**Problem description:** Go through the listing and transcribe each line exactly.

################

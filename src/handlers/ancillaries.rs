use std::sync::Arc;

use axum::extract::{Path, State};
use axum::http::HeaderMap;
use axum::Json;
use serde::Serialize;

use super::current_user;
use crate::db::queries;
use crate::errors::AppError;
use crate::models::AncillarySelection;
use crate::state::AppState;

#[derive(Serialize)]
pub struct CartResponse {
    offer_id: String,
    selections: Vec<AncillarySelection>,
}

// GET /api/ancillaries/:offer_id
pub async fn get_cart(
    State(state): State<Arc<AppState>>,
    headers: HeaderMap,
    Path(offer_id): Path<String>,
) -> Result<Json<CartResponse>, AppError> {
    let user_id = current_user(&headers)?;

    let selections = {
        let db = state.db.lock().unwrap();
        queries::get_ancillary_selections(&db, &user_id, &offer_id).map_err(AppError::Internal)?
    };

    match selections {
        Some(selections) => Ok(Json(CartResponse {
            offer_id,
            selections,
        })),
        None => Err(AppError::NotFound(format!(
            "no ancillary selections for offer {offer_id}"
        ))),
    }
}

// PUT /api/ancillaries/:offer_id
//
// Replaces the whole selection list for this (user, offer) pair.
pub async fn upsert_cart(
    State(state): State<Arc<AppState>>,
    headers: HeaderMap,
    Path(offer_id): Path<String>,
    Json(selections): Json<Vec<AncillarySelection>>,
) -> Result<Json<CartResponse>, AppError> {
    let user_id = current_user(&headers)?;

    for (index, selection) in selections.iter().enumerate() {
        if selection.id.trim().is_empty() {
            return Err(AppError::Validation(format!(
                "selection {index}: service id must not be empty"
            )));
        }
        if selection.quantity == 0 {
            return Err(AppError::Validation(format!(
                "selection {index}: quantity must be at least 1"
            )));
        }
    }

    {
        let db = state.db.lock().unwrap();
        queries::upsert_ancillary_selections(&db, &user_id, &offer_id, &selections)
            .map_err(AppError::Internal)?;
    }
    tracing::info!(user_id = %user_id, offer_id = %offer_id, count = selections.len(), "ancillary cart updated");

    Ok(Json(CartResponse {
        offer_id,
        selections,
    }))
}

// DELETE /api/ancillaries/:offer_id
pub async fn clear_cart(
    State(state): State<Arc<AppState>>,
    headers: HeaderMap,
    Path(offer_id): Path<String>,
) -> Result<Json<serde_json::Value>, AppError> {
    let user_id = current_user(&headers)?;

    let cleared = {
        let db = state.db.lock().unwrap();
        queries::clear_ancillary_selections(&db, &user_id, &offer_id).map_err(AppError::Internal)?
    };

    Ok(Json(serde_json::json!({ "cleared": cleared })))
}
pub mod changes;
pub mod distribution;
pub mod enrichment;
pub mod hold;
pub mod orders;
pub mod reference_data;
pub mod search;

################

**Answer to this exercise:**
filename src/handlers/ancillaries.rs
use std::sync::Arc;

use axum::extract::{Path, State};
use axum::http::HeaderMap;
use axum::Json;
use serde::Serialize;

use super::current_user;
use crate::db::queries;
use crate::errors::AppError;
use crate::models::AncillarySelection;
use crate::state::AppState;

#[derive(Serialize)]
pub struct CartResponse {
    offer_id: String,
    selections: Vec<AncillarySelection>,
}

// GET /api/ancillaries/:offer_id
pub async fn get_cart(
    State(state): State<Arc<AppState>>,
    headers: HeaderMap,
    Path(offer_id): Path<String>,
) -> Result<Json<CartResponse>, AppError> {
    let user_id = current_user(&headers)?;

    let selections = {
        let db = state.db.lock().unwrap();
        queries::get_ancillary_selections(&db, &user_id, &offer_id).map_err(AppError::Internal)?
    };

    match selections {
        Some(selections) => Ok(Json(CartResponse {
            offer_id,
            selections,
        })),
        None => Err(AppError::NotFound(format!(
            "no ancillary selections for offer {offer_id}"
        ))),
    }
}

// PUT /api/ancillaries/:offer_id
//
// Replaces the whole selection list for this (user, offer) pair.
pub async fn upsert_cart(
    State(state): State<Arc<AppState>>,
    headers: HeaderMap,
    Path(offer_id): Path<String>,
    Json(selections): Json<Vec<AncillarySelection>>,
) -> Result<Json<CartResponse>, AppError> {
    let user_id = current_user(&headers)?;

    for (index, selection) in selections.iter().enumerate() {
        if selection.id.trim().is_empty() {
            return Err(AppError::Validation(format!(
                "selection {index}: service id must not be empty"
            )));
        }
        if selection.quantity == 0 {
            return Err(AppError::Validation(format!(
                "selection {index}: quantity must be at least 1"
            )));
        }
    }

    {
        let db = state.db.lock().unwrap();
        queries::upsert_ancillary_selections(&db, &user_id, &offer_id, &selections)
            .map_err(AppError::Internal)?;
    }
    tracing::info!(user_id = %user_id, offer_id = %offer_id, count = selections.len(), "ancillary cart updated");

    Ok(Json(CartResponse {
        offer_id,
        selections,
    }))
}

// DELETE /api/ancillaries/:offer_id
pub async fn clear_cart(
    State(state): State<Arc<AppState>>,
    headers: HeaderMap,
    Path(offer_id): Path<String>,
) -> Result<Json<serde_json::Value>, AppError> {
    let user_id = current_user(&headers)?;

    let cleared = {
        let db = state.db.lock().unwrap();
        queries::clear_ancillary_selections(&db, &user_id, &offer_id).map_err(AppError::Internal)?
    };

    Ok(Json(serde_json::json!({ "cleared": cleared })))
}
pub mod changes;
pub mod distribution;
pub mod enrichment;
pub mod hold;
pub mod orders;
pub mod reference_data;
pub mod search;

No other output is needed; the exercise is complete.